§ TASK ITEM
Please copy each line of the listing below in which the word "amount" appears.

[RECORDS FOR THIS EXERCISE Boundary: Start]

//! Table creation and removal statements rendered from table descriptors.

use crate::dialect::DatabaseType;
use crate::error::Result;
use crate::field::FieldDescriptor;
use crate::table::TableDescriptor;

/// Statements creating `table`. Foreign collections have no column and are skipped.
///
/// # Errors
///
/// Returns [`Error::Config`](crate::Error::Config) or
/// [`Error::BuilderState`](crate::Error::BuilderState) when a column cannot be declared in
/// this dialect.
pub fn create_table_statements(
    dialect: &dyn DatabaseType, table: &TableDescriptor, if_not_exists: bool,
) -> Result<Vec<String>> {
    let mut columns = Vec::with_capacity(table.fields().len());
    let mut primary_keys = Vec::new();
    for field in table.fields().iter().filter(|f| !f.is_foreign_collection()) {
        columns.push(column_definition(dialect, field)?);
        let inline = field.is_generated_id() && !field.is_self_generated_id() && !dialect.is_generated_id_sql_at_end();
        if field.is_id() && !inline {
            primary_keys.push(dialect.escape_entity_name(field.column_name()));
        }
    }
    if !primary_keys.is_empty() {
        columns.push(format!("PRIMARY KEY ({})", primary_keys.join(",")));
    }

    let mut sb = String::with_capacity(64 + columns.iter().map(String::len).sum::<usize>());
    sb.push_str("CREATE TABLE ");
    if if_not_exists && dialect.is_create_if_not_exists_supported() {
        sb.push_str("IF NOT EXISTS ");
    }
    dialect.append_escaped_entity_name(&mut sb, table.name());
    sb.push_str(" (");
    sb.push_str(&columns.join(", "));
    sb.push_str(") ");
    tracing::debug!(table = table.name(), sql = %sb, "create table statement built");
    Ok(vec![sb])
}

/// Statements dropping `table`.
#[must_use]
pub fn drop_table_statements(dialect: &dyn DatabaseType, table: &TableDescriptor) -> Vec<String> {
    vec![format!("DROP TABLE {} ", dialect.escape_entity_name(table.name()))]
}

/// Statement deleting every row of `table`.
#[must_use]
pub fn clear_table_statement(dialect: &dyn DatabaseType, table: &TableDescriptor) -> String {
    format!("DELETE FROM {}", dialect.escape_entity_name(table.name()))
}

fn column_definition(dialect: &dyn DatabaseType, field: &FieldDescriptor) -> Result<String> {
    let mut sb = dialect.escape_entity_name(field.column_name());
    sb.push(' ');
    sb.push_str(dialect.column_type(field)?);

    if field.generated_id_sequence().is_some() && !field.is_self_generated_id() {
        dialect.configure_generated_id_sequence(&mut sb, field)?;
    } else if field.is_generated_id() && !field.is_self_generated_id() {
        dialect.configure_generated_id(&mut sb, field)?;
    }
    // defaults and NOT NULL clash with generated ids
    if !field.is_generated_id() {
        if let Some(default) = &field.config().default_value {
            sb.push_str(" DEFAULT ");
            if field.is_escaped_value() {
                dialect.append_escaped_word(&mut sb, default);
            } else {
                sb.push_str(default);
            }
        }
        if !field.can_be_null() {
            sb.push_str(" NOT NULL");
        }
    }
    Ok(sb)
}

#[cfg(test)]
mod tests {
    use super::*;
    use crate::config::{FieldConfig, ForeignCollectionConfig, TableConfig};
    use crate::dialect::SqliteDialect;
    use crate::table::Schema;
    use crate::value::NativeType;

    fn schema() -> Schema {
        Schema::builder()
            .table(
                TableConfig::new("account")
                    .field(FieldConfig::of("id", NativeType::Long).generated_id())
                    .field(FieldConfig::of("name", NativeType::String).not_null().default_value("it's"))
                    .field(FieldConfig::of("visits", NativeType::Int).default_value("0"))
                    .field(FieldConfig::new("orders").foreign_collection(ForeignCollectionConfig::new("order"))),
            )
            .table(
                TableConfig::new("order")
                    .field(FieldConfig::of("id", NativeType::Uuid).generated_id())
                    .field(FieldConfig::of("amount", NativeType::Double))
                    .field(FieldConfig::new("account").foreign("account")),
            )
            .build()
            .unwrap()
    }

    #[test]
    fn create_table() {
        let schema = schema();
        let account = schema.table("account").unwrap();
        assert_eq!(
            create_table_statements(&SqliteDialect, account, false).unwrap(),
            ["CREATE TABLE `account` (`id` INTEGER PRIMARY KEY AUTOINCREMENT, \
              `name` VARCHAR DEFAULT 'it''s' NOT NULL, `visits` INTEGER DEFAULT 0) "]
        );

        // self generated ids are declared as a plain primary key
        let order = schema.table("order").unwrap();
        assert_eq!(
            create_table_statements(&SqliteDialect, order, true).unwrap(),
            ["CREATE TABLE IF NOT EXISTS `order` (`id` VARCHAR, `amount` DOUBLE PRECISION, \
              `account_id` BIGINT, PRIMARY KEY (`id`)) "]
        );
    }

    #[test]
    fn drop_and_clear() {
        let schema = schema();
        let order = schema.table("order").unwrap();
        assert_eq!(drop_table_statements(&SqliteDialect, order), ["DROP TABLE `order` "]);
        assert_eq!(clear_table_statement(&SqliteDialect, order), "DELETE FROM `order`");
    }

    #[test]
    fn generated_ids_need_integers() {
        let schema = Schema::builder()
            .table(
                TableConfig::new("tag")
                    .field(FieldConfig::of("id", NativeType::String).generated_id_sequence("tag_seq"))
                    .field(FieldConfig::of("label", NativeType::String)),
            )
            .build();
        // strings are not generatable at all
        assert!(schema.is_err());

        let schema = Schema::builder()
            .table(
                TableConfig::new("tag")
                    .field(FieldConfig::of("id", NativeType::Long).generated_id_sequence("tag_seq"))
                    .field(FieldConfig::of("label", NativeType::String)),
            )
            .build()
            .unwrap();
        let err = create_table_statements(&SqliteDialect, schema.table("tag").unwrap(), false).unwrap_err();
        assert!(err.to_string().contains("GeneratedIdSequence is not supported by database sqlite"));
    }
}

[RECORDS FOR THIS EXERCISE Boundary: End]

§ SOLUTION
                    .field(FieldConfig::of("amount", NativeType::Double))
            ["CREATE TABLE IF NOT EXISTS `order` (`id` VARCHAR, `amount` DOUBLE PRECISION, \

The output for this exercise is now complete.